Les vieux qui ont fait leur service militaire se rappellent ces histoires de camions qui vrombissaient pour consommer leur ration de carburant dans le but obtenir au moins autant l'année suivante. La règle colportée était que toute ligne de crédit avec du rab à la fin de l'année risquait d'être diminuée. Est-ce que ces dépenses réelles ou légendaires, dans le seul but de maintenir des crédits, existent de nos jours ? Je ne sais pas.
Mais en tant qu'informaticien je relèverai deux bugs, Louvois et les logiciels de Microsoft, sans prétendre les évaluer à 2 milliards. Quoique.
Le 22 novembre 2013, Louvois, le progiciel de traitement des soldes militaires a été officiellement condamné à mort. C'est un logiciel de gestion de la solde des militaires français, véritable ennemi de l'intérieur qui a plongé 160.000 familles dans le chaos depuis son installation en 2011. Ce « logiciel fou » a donné des paies de 200 euros, de 50 euros, voire moins.
En avril 2013 Jean-Paul Bodin, le secrétaire général pour l'administration (SGA), avait reconnu que l'armée devait "faire face à des trop-versés d'environ 100 millions d'euros, ainsi qu'à toute une série de reprises d'avance de solde qui n'ont pas été effectuées en 2012, des erreurs d'imputation ou des doubles paiements d'indemnités".
Le ministère du Budget avait annoncé à son lancement des économies de 600 millions d'euros sur les dix années à venir et un exemple d'économie et de sécurité des agents.
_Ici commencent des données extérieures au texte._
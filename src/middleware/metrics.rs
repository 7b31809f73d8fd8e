use std::sync::Arc;

use super::Middleware;
use crate::context::Context;
use crate::handler::{BoxedHandler, ErasedHandler, Handler};
use crate::metrics;
use crate::request::Request;

/// Counts requests and errors and samples the live task count.
///
/// The shared counters are also placed in the request extensions so the
/// panic middleware further in can reach them.
pub struct Metrics {
    metrics: Arc<metrics::Metrics>,
}

impl Metrics {
    pub fn new(metrics: Arc<metrics::Metrics>) -> Self {
        Self { metrics }
    }
}

impl Middleware for Metrics {
    fn wrap(&self, next: BoxedHandler) -> BoxedHandler {
        let metrics = Arc::clone(&self.metrics);
        (move |ctx: Context, mut req: Request| {
            let next = Arc::clone(&next);
            let metrics = Arc::clone(&metrics);
            async move {
                req.extensions_mut().insert(Arc::clone(&metrics));

                let result = next.call(ctx, req).await;

                metrics.add_request();
                metrics.observe_tasks();
                if result.is_err() {
                    metrics.add_error();
                }

                result
            }
        })
        .into_boxed_handler()
    }
}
La Cour des comptes a constaté tout l'inverse.
Les logiciels de Microsoft ne sont pas la tasse de thé de l'April, l'association du logiciel libre, encore moins quand en 2009, le ministère de la Défense signe un juteux contrat dit « Open Bar » avec l’éditeur Microsoft ; un accord-cadre réalisé sans appel d’offres ni mise en concurrence du logiciel libre, malgré de nombreux avis défavorables, au prix de nombreux abandons des principes relatifs aux achats publics et dans le plus grand secret.
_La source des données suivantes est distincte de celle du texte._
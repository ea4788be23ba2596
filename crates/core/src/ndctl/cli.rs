//! `ndctl` command-line adapter
//!
//! Every call spawns the system `ndctl` binary and parses its JSON output.
//! `ndctl list` prints a bare object when exactly one item matches, an array
//! otherwise, and nothing at all when nothing matches; all three are accepted.

use super::{Bus, CreateNamespaceOpts, Namespace, NamespaceMode, NdctlContext, NdctlError, Region};
use serde::Deserialize;
use serde::de::{DeserializeOwned, IgnoredAny};
use std::path::PathBuf;
use std::process::Command;
use tracing::{debug, info};

#[derive(Deserialize)]
#[serde(untagged)]
enum OneOrMany<T> {
    Many(Vec<T>),
    One(T),
}

#[derive(Deserialize)]
struct RawBus {
    dev: String,
    #[serde(default)]
    regions: Vec<RawRegion>,
}

#[derive(Deserialize)]
struct RawRegion {
    dev: String,
    #[serde(rename = "type", default)]
    kind: Option<String>,
    #[serde(default)]
    max_available_extent: u64,
    #[serde(default)]
    mappings: Vec<IgnoredAny>,
}

#[derive(Deserialize)]
struct RawNamespace {
    dev: String,
    #[serde(default)]
    name: String,
    #[serde(default)]
    blockdev: Option<String>,
    #[serde(default)]
    size: u64,
    #[serde(default)]
    mode: Option<String>,
}

impl RawNamespace {
    fn into_namespace(self) -> Namespace {
        let mode = self
            .mode
            .as_deref()
            .and_then(|mode| mode.parse::<NamespaceMode>().ok());
        Namespace {
            name: self.name,
            dev: self.dev,
            blockdev: self.blockdev,
            size: self.size,
            mode,
        }
    }
}

fn parse_list<T: DeserializeOwned>(output: &str) -> Result<Vec<T>, NdctlError> {
    let trimmed = output.trim();
    if trimmed.is_empty() {
        return Ok(Vec::new());
    }
    Ok(match serde_json::from_str::<OneOrMany<T>>(trimmed)? {
        OneOrMany::Many(items) => items,
        OneOrMany::One(item) => vec![item],
    })
}

fn parse_buses(output: &str) -> Result<Vec<Bus>, NdctlError> {
    let buses = parse_list::<RawBus>(output)?
        .into_iter()
        .map(|bus| Bus {
            dev: bus.dev,
            regions: bus
                .regions
                .into_iter()
                .filter(|r| r.kind.as_deref().is_none_or(|k| k == "pmem"))
                .map(|r| Region {
                    dev: r.dev,
                    interleave_ways: r.mappings.len().max(1) as u64,
                    max_available_extent: r.max_available_extent,
                })
                .collect(),
        })
        .collect();
    Ok(buses)
}

fn parse_namespaces(output: &str) -> Result<Vec<Namespace>, NdctlError> {
    Ok(parse_list::<RawNamespace>(output)?
        .into_iter()
        .map(|raw| {
            let ns = raw.into_namespace();
            if !ns.is_managed() {
                debug!(dev = %ns.dev, name = %ns.name, "Namespace has no block device or an unmanaged mode");
            }
            ns
        })
        .collect())
}

/// Hardware-control context backed by the `ndctl` tool.
#[derive(Debug, Clone)]
pub struct CliContext {
    binary: PathBuf,
}

impl CliContext {
    /// Probes `<binary> version`; fails when the tool cannot be run.
    pub fn new(binary: impl Into<PathBuf>) -> Result<Self, NdctlError> {
        let ctx = Self {
            binary: binary.into(),
        };
        let version = ctx.run(&["version"])?;
        info!(
            binary = %ctx.binary.display(),
            version = version.trim(),
            "ndctl context initialized"
        );
        Ok(ctx)
    }

    fn run(&self, args: &[&str]) -> Result<String, NdctlError> {
        let command = format!("{} {}", self.binary.display(), args.join(" "));
        debug!(command = %command, "Running ndctl");

        let output = Command::new(&self.binary)
            .args(args)
            .output()
            .map_err(|source| NdctlError::Spawn {
                command: command.clone(),
                source,
            })?;

        if !output.status.success() {
            return Err(NdctlError::Command {
                command,
                status: output.status.to_string(),
                stderr: String::from_utf8_lossy(&output.stderr).trim().to_string(),
            });
        }

        Ok(String::from_utf8_lossy(&output.stdout).into_owned())
    }
}

impl NdctlContext for CliContext {
    fn buses(&self) -> Result<Vec<Bus>, NdctlError> {
        parse_buses(&self.run(&["list", "--buses", "--regions", "--mappings"])?)
    }

    fn active_namespaces(&self) -> Result<Vec<Namespace>, NdctlError> {
        parse_namespaces(&self.run(&["list", "--namespaces"])?)
    }

    fn create_namespace(&mut self, opts: CreateNamespaceOpts) -> Result<Namespace, NdctlError> {
        let size = opts.size.to_string();
        let align = opts.align.to_string();
        let output = self.run(&[
            "create-namespace",
            "--name",
            &opts.name,
            "--size",
            &size,
            "--align",
            &align,
            "--mode",
            opts.mode.as_str(),
        ])?;

        parse_namespaces(&output)?
            .into_iter()
            .next()
            .ok_or(NdctlError::NamespaceNotFound(opts.name))
    }

    fn destroy_namespace_by_name(&mut self, name: &str) -> Result<(), NdctlError> {
        let ns = self
            .namespace_by_name(name)?
            .ok_or_else(|| NdctlError::NamespaceNotFound(name.to_string()))?;
        self.run(&["destroy-namespace", "--force", &ns.dev])?;
        Ok(())
    }
}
Alors, que dit-on, Microsoft Irlande ? On dit merci l'optimisation fiscale et les Etats qui la favorisent au détriment de leurs recettes !
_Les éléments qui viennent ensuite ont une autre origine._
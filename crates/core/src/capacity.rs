//! Capacity Calculator
//!
//! Turns the region topology into the largest namespace that can currently be
//! created. A region only grants sizes that are a multiple of
//! `align * interleave_ways`, so every free extent is floored to that unit
//! before it is considered; reporting the raw extent would promise capacity
//! the hardware then refuses.

use crate::ndctl::{Bus, NamespaceMode, Region};
use std::collections::BTreeMap;

/// Largest creatable namespace size, per allocation mode.
pub type CapacityReport = BTreeMap<NamespaceMode, u64>;

/// Rounds `value` down to a multiple of `unit`. A zero unit yields zero.
pub fn align_down(value: u64, unit: u64) -> u64 {
    if unit == 0 {
        return 0;
    }
    value / unit * unit
}

/// Free extent of `region` that can actually be allocated with `align`.
pub fn region_capacity(region: &Region, align: u64) -> u64 {
    let unit = align.saturating_mul(region.interleave_ways.max(1));
    align_down(region.max_available_extent, unit)
}

/// Maximum aligned free extent across every region on every bus.
pub fn max_aligned_extent(buses: &[Bus], align: u64) -> u64 {
    buses
        .iter()
        .flat_map(|bus| bus.regions.iter())
        .map(|region| region_capacity(region, align))
        .max()
        .unwrap_or(0)
}

/// Reports the same capacity for every supported mode.
///
/// Modes are not accounted independently; a namespace created in one mode
/// reduces what is reported for all of them.
pub fn report(capacity: u64) -> CapacityReport {
    NamespaceMode::SUPPORTED
        .iter()
        .map(|mode| (*mode, capacity))
        .collect()
}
http://www.april.org/open-bar-microsoftdefense-renouvele-jusquen-2017-quand-des-changements
Paris, le 22 janvier 2014. Communiqué de presse.
Fin décembre 2013, le ministère de la Défense a donné suite à notre demande de communication de documents administratifs sur le contrat « Open Bar » passé avec Microsoft.
Nous avons donc reçu le nouveau contrat pour la période 2013-2017, ainsi que l'acte d'engagement du marché subséquent et la note du secrétariat général pour l'administration portant sur le renouvellement de l'accord-cadre.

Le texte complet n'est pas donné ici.